Legal Roundup: Company Softball Not Covered Under Workers’ Comp, Clint Eastwood Won’t Sell You Pot and More
You Don’t Really Think Clint Eastwood Is in the CBD Business, Do Ya Punk?
The Case: Despite what you may have read on the internet, Clint Eastwood is not making CBD products.
In fact, Eastwood sued approximately 20 companies spreading false news stories claiming he was the mastermind behind their products.
The Associated Press reports: “Two lawsuits filed in federal court in Los Angeles include allegations that companies have spread phony articles reporting that the 90-year-old actor-director is quitting the movie business to focus on a CBD business. The lawsuits say Eastwood has no part in the manufacture, sale or promotion of CBD, a chemical derived from marijuana often sold as a dietary supplement or included in creams and ointments.”
Scorecard: The case has just recently been filed and has not yet come to a resolution. One of the companies blamed it on their advertising partner while others didn’t respond to requests for comment from the AP.
Takeaway: The consequences of spreading false information can be severe if the content causes harm — including reputation damage. Knowingly publishing fake news may not be covered under a product liability policy.
Burger King Beats Vegans in Impossible Whopper Case
The Case: The meatless meat craze finally went mainstream last year when fast-food giants like Burger King began offering items like the Impossible Whopper.
But a group of vegan diners were anything but happy.
They sued Burger King because the wheat-and-potato protein patty was cooked on the same grills as beef and chicken.

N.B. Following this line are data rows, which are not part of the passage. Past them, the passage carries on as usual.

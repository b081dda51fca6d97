/// Shared data types used across the storefront admin crates.
///
/// Confirmation types are consumed by `storefront-dialogs`, aggregate types by
/// `storefront-users`. Wire payloads are camelCase JSON as served by the
/// backend.
use chrono::{DateTime, Utc};
use serde::{Deserialize, Serialize};
use uuid::Uuid;

// ============================================================
// Confirmation Types
// ============================================================

/// Visual severity of a confirmation dialog.
#[derive(Debug, Clone, Copy, PartialEq, Eq, Default, Serialize, Deserialize)]
#[serde(rename_all = "lowercase")]
pub enum Severity {
    /// Neutral information.
    Info,
    /// Something the user may regret.
    #[default]
    Warning,
    /// Destructive and irreversible.
    Danger,
    /// Positive confirmation (saving, publishing).
    Success,
}

/// A yes/no question to put in front of the user.
///
/// Only `title` and `description` are required. Every `None` field is filled in
/// from [`ConfirmationDefaults`](crate::config::ConfirmationDefaults) when the
/// request is resolved.
#[derive(Debug, Clone, Default, PartialEq, Eq, Serialize, Deserialize)]
pub struct ConfirmationRequest {
    /// Dialog heading.
    pub title: String,
    /// Body text explaining what is being confirmed.
    pub description: String,
    /// Label of the accept button.
    pub confirm_label: Option<String>,
    /// Label of the reject button.
    pub cancel_label: Option<String>,
    /// Visual severity.
    pub severity: Option<Severity>,
    /// Whether the dialog shows a severity icon.
    pub show_icon: Option<bool>,
    /// CSS width of the dialog (e.g. `"450px"`).
    pub width: Option<String>,
}

impl ConfirmationRequest {
    /// Request with a title and description; everything else defaulted.
    pub fn new(title: impl Into<String>, description: impl Into<String>) -> Self {
        Self {
            title: title.into(),
            description: description.into(),
            ..Self::default()
        }
    }

    pub fn confirm_label(mut self, label: impl Into<String>) -> Self {
        self.confirm_label = Some(label.into());
        self
    }

    pub fn cancel_label(mut self, label: impl Into<String>) -> Self {
        self.cancel_label = Some(label.into());
        self
    }

    pub fn severity(mut self, severity: Severity) -> Self {
        self.severity = Some(severity);
        self
    }

    pub fn show_icon(mut self, show: bool) -> Self {
        self.show_icon = Some(show);
        self
    }

    pub fn width(mut self, width: impl Into<String>) -> Self {
        self.width = Some(width.into());
        self
    }
}

/// A confirmation request with every default applied, as handed to the dialog host.
#[derive(Debug, Clone, PartialEq, Eq, Serialize, Deserialize)]
#[serde(rename_all = "camelCase")]
pub struct ConfirmationOptions {
    pub title: String,
    pub description: String,
    pub confirm_label: String,
    pub cancel_label: String,
    pub severity: Severity,
    pub show_icon: bool,
    pub width: String,
}

/// The single answer produced for a confirmation request.
#[derive(Debug, Clone, Copy, PartialEq, Eq, Serialize, Deserialize)]
pub struct ConfirmationResult {
    pub confirmed: bool,
    pub cancelled: bool,
}

impl ConfirmationResult {
    /// The user clicked the accept button.
    pub fn confirmed() -> Self {
        Self {
            confirmed: true,
            cancelled: false,
        }
    }

    /// The user clicked the reject button.
    pub fn cancelled() -> Self {
        Self {
            confirmed: false,
            cancelled: true,
        }
    }

    /// The dialog closed without an explicit answer. Always a cancellation.
    pub fn dismissed() -> Self {
        Self::cancelled()
    }

    /// Whether the caller may go ahead with the confirmed action.
    pub fn is_confirmed(&self) -> bool {
        self.confirmed && !self.cancelled
    }
}

/// Identifier of one opened dialog instance.
#[derive(Debug, Clone, Copy, PartialEq, Eq, Hash, Serialize, Deserialize)]
pub struct DialogId(pub Uuid);

impl DialogId {
    pub fn new() -> Self {
        Self(Uuid::new_v4())
    }
}

impl Default for DialogId {
    fn default() -> Self {
        Self::new()
    }
}

impl std::fmt::Display for DialogId {
    fn fmt(&self, f: &mut std::fmt::Formatter<'_>) -> std::fmt::Result {
        write!(f, "{}", self.0)
    }
}

// ============================================================
// Aggregate Types
// ============================================================

/// Basic information about a subject (the user being administered).
#[derive(Debug, Clone, Default, PartialEq, Serialize, Deserialize)]
#[serde(rename_all = "camelCase")]
pub struct UserProfile {
    pub id: String,
    #[serde(default)]
    pub first_name: String,
    #[serde(default)]
    pub last_name: String,
    #[serde(default)]
    pub email: String,
    #[serde(default)]
    pub phone: Option<String>,
    #[serde(default)]
    pub document_id: Option<String>,
    #[serde(default)]
    pub role: Option<String>,
    #[serde(default)]
    pub active: bool,
    #[serde(default)]
    pub created_at: Option<DateTime<Utc>>,
}

impl UserProfile {
    /// Blank profile carrying only an id.
    pub fn with_id(id: impl Into<String>) -> Self {
        Self {
            id: id.into(),
            ..Self::default()
        }
    }

    pub fn full_name(&self) -> String {
        format!("{} {}", self.first_name, self.last_name)
            .trim()
            .to_string()
    }
}

/// Partial update of a [`UserProfile`]. `None` fields are left untouched.
#[derive(Debug, Clone, Default, PartialEq, Serialize, Deserialize)]
#[serde(rename_all = "camelCase")]
pub struct ProfileUpdate {
    #[serde(skip_serializing_if = "Option::is_none")]
    pub first_name: Option<String>,
    #[serde(skip_serializing_if = "Option::is_none")]
    pub last_name: Option<String>,
    #[serde(skip_serializing_if = "Option::is_none")]
    pub email: Option<String>,
    #[serde(skip_serializing_if = "Option::is_none")]
    pub phone: Option<String>,
    #[serde(skip_serializing_if = "Option::is_none")]
    pub document_id: Option<String>,
}

impl ProfileUpdate {
    /// Overwrite the fields of `profile` that this update carries.
    pub fn apply_to(&self, profile: &mut UserProfile) {
        if let Some(first_name) = &self.first_name {
            profile.first_name = first_name.clone();
        }
        if let Some(last_name) = &self.last_name {
            profile.last_name = last_name.clone();
        }
        if let Some(email) = &self.email {
            profile.email = email.clone();
        }
        if let Some(phone) = &self.phone {
            profile.phone = Some(phone.clone());
        }
        if let Some(document_id) = &self.document_id {
            profile.document_id = Some(document_id.clone());
        }
    }
}

/// A shipping address. `id` is `None` until the backend has stored it.
#[derive(Debug, Clone, Default, PartialEq, Serialize, Deserialize)]
#[serde(rename_all = "camelCase")]
pub struct Address {
    #[serde(default, skip_serializing_if = "Option::is_none")]
    pub id: Option<String>,
    pub alias: String,
    #[serde(default)]
    pub street: String,
    #[serde(default)]
    pub city: String,
    #[serde(default)]
    pub state: Option<String>,
    #[serde(default)]
    pub postal_code: Option<String>,
    #[serde(default)]
    pub country: Option<String>,
    #[serde(default)]
    pub reference: Option<String>,
    #[serde(default)]
    pub is_default: bool,
}

impl Address {
    /// Whether saving this address creates a new one rather than updating.
    pub fn is_new(&self) -> bool {
        self.id.as_deref().is_none_or(str::is_empty)
    }
}

/// One order as shown in activity lists and the full purchase history.
#[derive(Debug, Clone, Default, PartialEq, Serialize, Deserialize)]
#[serde(rename_all = "camelCase")]
pub struct OrderSummary {
    pub id: String,
    #[serde(default)]
    pub order_number: String,
    #[serde(default)]
    pub placed_at: Option<DateTime<Utc>>,
    #[serde(default)]
    pub status: String,
    #[serde(default)]
    pub total: f64,
    #[serde(default)]
    pub item_count: u32,
}

/// Purchase statistics for a subject.
#[derive(Debug, Clone, Default, PartialEq, Serialize, Deserialize)]
#[serde(rename_all = "camelCase")]
pub struct UserStats {
    #[serde(default)]
    pub total_orders: u64,
    #[serde(default)]
    pub total_spent: f64,
    #[serde(default)]
    pub average_order_value: f64,
    #[serde(default)]
    pub last_order_at: Option<DateTime<Utc>>,
}

/// Account security settings.
#[derive(Debug, Clone, Default, PartialEq, Eq, Serialize, Deserialize)]
#[serde(rename_all = "camelCase")]
pub struct SecurityConfig {
    #[serde(default)]
    pub two_factor_enabled: bool,
    #[serde(default)]
    pub login_alerts: bool,
    #[serde(default)]
    pub session_timeout_minutes: Option<u32>,
    #[serde(default)]
    pub last_password_change: Option<DateTime<Utc>>,
}

/// The composite "full user profile" read model.
///
/// Fetched as one unit; either absent from the cache or fully populated.
#[derive(Debug, Clone, Default, PartialEq, Serialize, Deserialize)]
#[serde(rename_all = "camelCase")]
pub struct AggregateRecord {
    pub profile: UserProfile,
    #[serde(default)]
    pub addresses: Vec<Address>,
    #[serde(default)]
    pub recent_activity: Vec<OrderSummary>,
    #[serde(default)]
    pub stats: UserStats,
    #[serde(default)]
    pub security_config: SecurityConfig,
}

impl AggregateRecord {
    pub fn subject_id(&self) -> &str {
        &self.profile.id
    }
}

/// Acknowledgement of a subject deletion.
#[derive(Debug, Clone, Copy, PartialEq, Eq, Serialize, Deserialize)]
pub struct DeleteAck {
    pub success: bool,
}

// ============================================================
// Session Types
// ============================================================

/// Session boundary signals. Any of these must drop cached subject data.
#[derive(Debug, Clone, Copy, PartialEq, Eq, Serialize, Deserialize)]
pub enum SessionEvent {
    /// The operator logged out explicitly.
    LoggedOut,
    /// The session token expired.
    Expired,
}

#[cfg(test)]
mod tests {
    use super::*;

    #[test]
    fn test_dismissed_is_cancellation() {
        let result = ConfirmationResult::dismissed();
        assert!(!result.confirmed);
        assert!(result.cancelled);
        assert!(!result.is_confirmed());
    }

    #[test]
    fn test_severity_serializes_lowercase() {
        assert_eq!(
            serde_json::to_value(Severity::Danger).unwrap(),
            serde_json::json!("danger")
        );
        assert_eq!(Severity::default(), Severity::Warning);
    }

    #[test]
    fn test_profile_update_applies_only_present_fields() {
        let mut profile = UserProfile {
            id: "u1".into(),
            first_name: "Ana".into(),
            last_name: "Pérez".into(),
            email: "ana@example.com".into(),
            ..UserProfile::default()
        };
        let update = ProfileUpdate {
            email: Some("ana.perez@example.com".into()),
            phone: Some("555-0101".into()),
            ..ProfileUpdate::default()
        };
        update.apply_to(&mut profile);

        assert_eq!(profile.first_name, "Ana");
        assert_eq!(profile.email, "ana.perez@example.com");
        assert_eq!(profile.phone.as_deref(), Some("555-0101"));
        assert_eq!(profile.full_name(), "Ana Pérez");
    }

    #[test]
    fn test_profile_update_skips_absent_fields_on_the_wire() {
        let update = ProfileUpdate {
            first_name: Some("Luis".into()),
            ..ProfileUpdate::default()
        };
        let json = serde_json::to_value(&update).unwrap();
        assert_eq!(json, serde_json::json!({"firstName": "Luis"}));
        let empty = serde_json::to_value(ProfileUpdate::default()).unwrap();
        assert_eq!(empty, serde_json::json!({}));
    }

    #[test]
    fn test_address_without_id_is_new() {
        let mut address = Address {
            alias: "Casa".into(),
            ..Address::default()
        };
        assert!(address.is_new());
        address.id = Some(String::new());
        assert!(address.is_new());
        address.id = Some("  ".into());
        assert!(!address.is_new());
        address.id = Some("a1".into());
        assert!(!address.is_new());
    }

    #[test]
    fn test_aggregate_decodes_partial_payload() {
        let record: AggregateRecord = serde_json::from_value(serde_json::json!({
            "profile": {"id": "u1", "firstName": "Ana", "active": true},
            "addresses": [{"id": "a1", "alias": "Casa", "isDefault": true}]
        }))
        .unwrap();

        assert_eq!(record.subject_id(), "u1");
        assert!(record.recent_activity.is_empty());
        assert_eq!(record.stats, UserStats::default());
        assert!(record.addresses[0].is_default);
    }
}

The New York Post reports: “A vegan man named Philip Williams brought the class-action suit in November claiming Burger King ‘contaminated’ its Impossible Whoppers by exposing them to meat byproducts on its grills, a fact he said the chain failed to disclose on its menus.”
Scorecard: U.S. District Judge Raag Singhal dismissed the lawsuit.
Singhal wrote, according to the New York Post: “Plaintiffs argue Burger King’s advertisement promised more than a non-meat patty … This Court cannot agree. Burger King promised a non-meat patty and delivered with the ‘Impossible Burger.’ ”
Takeaway: The case could serve as a precedent to protect other large food companies from similar allegations. It all comes down to specific language used, and the technical definitions of health claims such as “vegan” versus “vegetarian.”
Company Softball Injury Doesn’t Qualify as Workers’ Comp
The Case: William Weller ruptured his Achilles tendon during a company softball game in 2015.
Employed by Wilmington, Del.-based law firm Morris James, Weller argued that playing on the softball team was part of his normal course and scope of work.
After filing a workers’ compensation claim, he says he was targeted for retaliation.
Scorecard: The Associated Press reported that the Superior Court Judge Jan Jurden dismissed the case and refused to overturn her decision on appeal.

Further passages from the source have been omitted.